[[ DATA PROVIDED, beginning ]]
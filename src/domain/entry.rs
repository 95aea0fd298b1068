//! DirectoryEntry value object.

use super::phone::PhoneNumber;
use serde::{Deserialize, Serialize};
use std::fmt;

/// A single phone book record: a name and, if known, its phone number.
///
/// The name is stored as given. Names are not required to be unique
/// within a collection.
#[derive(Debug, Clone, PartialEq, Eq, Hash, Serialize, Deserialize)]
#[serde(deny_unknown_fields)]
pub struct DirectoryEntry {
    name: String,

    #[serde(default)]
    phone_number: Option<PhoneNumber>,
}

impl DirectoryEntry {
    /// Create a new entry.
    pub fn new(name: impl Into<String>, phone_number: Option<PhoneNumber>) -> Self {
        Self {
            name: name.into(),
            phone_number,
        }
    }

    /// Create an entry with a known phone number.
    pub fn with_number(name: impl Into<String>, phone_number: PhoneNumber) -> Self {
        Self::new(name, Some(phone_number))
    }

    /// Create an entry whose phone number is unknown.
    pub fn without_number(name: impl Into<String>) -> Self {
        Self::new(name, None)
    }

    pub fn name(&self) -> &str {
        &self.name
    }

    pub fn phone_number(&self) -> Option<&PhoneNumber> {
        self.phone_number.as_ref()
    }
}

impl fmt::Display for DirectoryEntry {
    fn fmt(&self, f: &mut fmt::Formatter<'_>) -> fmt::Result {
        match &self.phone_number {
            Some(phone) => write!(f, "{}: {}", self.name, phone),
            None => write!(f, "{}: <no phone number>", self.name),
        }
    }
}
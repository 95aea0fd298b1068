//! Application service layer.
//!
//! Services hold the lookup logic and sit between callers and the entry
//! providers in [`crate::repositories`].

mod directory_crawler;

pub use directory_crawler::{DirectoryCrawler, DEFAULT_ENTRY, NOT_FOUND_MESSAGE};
[[ DATA PROVIDED, end ]]
- INSTRUCTIONS FOR THE TASK
Only lines with the word "None" count here; copy every one from the records.

- RESPONSE TO THE EXERCISE
        Self::new(name, None)
            None => write!(f, "{}: <no phone number>", self.name),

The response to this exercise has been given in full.